• _Problem description_: In the entries below, tally the lines that contain the string "until", then state that number alone.

• _Records to use_:
*** Begin section ***

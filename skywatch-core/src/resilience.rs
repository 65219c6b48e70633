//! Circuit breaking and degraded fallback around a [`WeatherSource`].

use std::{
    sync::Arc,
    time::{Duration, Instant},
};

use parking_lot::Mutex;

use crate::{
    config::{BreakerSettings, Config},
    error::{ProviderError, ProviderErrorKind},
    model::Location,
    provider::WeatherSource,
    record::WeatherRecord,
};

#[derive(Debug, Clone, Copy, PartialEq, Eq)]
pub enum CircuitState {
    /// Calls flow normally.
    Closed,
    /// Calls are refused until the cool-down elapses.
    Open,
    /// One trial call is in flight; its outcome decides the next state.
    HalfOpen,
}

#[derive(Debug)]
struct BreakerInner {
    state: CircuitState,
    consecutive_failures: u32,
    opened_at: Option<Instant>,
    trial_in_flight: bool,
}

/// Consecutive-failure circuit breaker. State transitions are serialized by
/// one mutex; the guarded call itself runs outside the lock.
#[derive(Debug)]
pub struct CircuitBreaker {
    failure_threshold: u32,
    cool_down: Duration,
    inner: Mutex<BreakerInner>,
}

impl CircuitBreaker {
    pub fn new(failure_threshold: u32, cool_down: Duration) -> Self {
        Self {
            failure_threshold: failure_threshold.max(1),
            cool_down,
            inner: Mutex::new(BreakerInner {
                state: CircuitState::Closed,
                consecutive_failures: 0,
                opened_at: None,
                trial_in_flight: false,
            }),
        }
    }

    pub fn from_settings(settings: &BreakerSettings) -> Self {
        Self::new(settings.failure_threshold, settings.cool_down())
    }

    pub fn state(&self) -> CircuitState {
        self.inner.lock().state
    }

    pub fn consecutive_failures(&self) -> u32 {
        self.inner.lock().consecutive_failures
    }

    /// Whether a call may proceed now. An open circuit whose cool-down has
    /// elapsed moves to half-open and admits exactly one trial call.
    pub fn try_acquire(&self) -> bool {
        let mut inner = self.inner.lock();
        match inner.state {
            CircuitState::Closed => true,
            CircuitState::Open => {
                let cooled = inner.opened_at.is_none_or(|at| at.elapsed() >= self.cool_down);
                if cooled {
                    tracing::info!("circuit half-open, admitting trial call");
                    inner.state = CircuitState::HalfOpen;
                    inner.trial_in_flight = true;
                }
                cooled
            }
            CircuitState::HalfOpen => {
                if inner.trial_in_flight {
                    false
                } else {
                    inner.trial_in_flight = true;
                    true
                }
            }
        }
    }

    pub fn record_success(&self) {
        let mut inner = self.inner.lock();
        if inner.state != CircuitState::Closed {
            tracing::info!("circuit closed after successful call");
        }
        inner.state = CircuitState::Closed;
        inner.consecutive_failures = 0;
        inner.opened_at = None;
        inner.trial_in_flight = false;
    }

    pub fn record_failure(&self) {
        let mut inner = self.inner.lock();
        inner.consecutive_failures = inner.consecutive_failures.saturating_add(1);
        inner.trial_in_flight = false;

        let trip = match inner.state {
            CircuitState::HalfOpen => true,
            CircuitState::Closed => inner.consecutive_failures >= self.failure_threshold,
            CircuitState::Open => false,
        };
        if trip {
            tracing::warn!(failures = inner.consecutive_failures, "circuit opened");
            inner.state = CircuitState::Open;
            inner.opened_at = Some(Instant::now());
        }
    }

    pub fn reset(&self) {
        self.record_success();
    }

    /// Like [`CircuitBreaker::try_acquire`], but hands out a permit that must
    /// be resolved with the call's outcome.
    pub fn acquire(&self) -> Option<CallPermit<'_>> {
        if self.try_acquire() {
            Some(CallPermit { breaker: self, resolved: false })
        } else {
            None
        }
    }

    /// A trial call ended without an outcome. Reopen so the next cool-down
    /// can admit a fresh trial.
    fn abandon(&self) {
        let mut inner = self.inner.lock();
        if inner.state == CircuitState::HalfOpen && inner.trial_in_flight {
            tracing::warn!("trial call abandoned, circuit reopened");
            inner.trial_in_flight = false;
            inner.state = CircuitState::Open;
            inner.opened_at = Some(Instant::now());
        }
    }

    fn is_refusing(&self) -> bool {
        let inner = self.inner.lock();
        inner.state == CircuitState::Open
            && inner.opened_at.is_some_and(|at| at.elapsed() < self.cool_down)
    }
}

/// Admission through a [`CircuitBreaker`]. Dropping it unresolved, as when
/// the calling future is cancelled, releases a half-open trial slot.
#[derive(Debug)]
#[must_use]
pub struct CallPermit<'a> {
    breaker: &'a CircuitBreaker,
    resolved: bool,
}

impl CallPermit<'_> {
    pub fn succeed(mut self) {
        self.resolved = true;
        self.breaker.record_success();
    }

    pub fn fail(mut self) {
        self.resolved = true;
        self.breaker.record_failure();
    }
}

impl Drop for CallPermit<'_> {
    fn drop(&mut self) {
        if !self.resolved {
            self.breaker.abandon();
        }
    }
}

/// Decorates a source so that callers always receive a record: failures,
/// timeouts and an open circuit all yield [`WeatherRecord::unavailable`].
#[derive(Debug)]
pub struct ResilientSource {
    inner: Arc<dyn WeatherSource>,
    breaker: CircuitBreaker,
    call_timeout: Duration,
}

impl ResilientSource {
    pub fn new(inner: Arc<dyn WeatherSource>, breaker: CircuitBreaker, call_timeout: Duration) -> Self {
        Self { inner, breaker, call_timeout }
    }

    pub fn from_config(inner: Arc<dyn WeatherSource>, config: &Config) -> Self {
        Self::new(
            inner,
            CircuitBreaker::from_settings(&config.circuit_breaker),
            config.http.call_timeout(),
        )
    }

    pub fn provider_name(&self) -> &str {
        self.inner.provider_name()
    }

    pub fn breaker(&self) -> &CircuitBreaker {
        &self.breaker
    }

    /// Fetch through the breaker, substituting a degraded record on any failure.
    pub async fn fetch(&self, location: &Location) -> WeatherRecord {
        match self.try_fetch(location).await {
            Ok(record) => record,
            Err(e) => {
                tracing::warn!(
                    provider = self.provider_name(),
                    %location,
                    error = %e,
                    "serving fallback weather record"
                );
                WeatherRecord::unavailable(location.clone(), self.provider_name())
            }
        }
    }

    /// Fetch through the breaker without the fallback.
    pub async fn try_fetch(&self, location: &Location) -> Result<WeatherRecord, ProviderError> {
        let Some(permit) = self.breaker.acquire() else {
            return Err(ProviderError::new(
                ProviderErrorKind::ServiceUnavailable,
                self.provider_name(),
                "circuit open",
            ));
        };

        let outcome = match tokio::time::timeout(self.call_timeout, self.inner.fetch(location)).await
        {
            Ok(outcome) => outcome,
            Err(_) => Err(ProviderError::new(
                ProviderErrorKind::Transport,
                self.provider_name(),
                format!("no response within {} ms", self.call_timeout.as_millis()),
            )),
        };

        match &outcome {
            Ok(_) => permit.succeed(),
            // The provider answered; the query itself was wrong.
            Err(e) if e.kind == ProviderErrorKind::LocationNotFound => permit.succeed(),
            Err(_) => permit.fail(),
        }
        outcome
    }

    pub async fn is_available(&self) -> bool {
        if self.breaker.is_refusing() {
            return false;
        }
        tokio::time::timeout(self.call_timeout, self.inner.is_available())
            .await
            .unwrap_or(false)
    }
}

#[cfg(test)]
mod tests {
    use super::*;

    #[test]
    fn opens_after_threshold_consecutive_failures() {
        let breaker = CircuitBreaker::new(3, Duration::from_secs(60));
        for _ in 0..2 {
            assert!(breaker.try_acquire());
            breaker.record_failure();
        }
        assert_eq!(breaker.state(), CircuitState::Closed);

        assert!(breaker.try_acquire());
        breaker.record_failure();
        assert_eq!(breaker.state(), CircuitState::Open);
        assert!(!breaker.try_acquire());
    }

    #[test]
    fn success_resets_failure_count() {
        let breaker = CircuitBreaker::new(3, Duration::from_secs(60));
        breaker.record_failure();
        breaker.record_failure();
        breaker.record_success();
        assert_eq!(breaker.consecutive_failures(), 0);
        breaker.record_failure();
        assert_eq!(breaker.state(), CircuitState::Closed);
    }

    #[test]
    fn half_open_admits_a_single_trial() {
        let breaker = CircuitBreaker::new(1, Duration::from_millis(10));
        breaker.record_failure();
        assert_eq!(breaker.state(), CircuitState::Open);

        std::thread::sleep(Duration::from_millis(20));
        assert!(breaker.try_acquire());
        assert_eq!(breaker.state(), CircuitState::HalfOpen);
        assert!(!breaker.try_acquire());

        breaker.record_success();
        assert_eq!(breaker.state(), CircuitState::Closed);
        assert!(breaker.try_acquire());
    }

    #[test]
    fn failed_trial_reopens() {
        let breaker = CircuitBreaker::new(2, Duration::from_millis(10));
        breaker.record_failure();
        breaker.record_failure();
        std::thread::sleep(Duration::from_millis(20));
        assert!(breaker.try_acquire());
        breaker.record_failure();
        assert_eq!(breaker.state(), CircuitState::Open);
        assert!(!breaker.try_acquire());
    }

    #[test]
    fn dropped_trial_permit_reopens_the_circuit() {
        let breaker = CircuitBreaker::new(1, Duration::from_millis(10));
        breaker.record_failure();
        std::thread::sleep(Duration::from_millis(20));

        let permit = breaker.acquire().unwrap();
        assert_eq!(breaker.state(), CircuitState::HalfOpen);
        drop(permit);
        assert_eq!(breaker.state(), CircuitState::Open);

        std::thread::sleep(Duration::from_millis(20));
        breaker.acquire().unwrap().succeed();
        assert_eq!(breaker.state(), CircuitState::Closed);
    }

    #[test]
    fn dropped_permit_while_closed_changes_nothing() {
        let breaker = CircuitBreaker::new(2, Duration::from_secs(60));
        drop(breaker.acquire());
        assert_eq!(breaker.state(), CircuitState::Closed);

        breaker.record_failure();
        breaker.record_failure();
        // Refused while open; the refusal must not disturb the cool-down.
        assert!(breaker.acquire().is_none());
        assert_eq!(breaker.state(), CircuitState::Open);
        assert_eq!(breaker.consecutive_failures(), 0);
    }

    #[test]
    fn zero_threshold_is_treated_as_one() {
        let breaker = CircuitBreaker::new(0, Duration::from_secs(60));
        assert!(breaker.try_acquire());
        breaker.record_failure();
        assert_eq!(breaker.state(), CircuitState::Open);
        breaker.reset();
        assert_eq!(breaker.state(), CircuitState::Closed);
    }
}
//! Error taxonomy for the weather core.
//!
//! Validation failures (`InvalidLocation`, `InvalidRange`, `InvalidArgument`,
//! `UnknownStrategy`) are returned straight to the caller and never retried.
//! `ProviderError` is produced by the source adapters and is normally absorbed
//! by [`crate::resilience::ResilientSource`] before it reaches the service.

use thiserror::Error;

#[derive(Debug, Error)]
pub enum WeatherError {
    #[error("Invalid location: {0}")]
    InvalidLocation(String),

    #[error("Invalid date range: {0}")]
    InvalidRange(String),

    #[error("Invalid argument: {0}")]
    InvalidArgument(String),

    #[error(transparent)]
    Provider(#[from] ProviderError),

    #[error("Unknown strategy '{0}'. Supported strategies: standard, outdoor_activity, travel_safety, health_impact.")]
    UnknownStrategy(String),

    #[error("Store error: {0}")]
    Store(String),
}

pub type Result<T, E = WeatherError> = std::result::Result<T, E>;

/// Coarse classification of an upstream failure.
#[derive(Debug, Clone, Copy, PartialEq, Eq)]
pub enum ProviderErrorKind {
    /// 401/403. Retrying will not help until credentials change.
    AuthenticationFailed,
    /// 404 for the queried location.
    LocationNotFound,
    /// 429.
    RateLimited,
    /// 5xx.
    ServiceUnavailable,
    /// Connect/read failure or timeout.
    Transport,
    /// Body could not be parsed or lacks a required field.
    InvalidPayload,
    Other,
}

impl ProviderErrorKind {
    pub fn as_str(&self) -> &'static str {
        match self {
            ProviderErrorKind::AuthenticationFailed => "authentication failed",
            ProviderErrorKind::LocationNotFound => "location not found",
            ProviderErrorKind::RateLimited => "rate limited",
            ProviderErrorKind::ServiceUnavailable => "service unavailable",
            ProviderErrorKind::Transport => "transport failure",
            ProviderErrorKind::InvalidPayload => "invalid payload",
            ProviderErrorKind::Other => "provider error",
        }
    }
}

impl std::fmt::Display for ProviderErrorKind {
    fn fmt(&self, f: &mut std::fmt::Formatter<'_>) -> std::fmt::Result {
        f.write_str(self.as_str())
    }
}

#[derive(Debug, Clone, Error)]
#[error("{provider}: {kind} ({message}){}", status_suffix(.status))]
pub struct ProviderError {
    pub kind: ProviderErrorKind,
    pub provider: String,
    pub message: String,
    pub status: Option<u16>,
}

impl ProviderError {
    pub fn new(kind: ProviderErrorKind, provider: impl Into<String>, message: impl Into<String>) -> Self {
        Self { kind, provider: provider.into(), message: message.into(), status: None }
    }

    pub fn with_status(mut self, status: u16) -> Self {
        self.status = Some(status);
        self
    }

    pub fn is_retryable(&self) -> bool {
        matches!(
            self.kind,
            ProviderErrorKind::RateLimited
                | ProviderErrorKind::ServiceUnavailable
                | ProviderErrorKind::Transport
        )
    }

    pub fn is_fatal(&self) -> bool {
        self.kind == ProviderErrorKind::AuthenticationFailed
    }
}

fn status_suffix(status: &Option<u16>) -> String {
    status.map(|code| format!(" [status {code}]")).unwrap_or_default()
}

*** End section ***

• _Answer box_: 2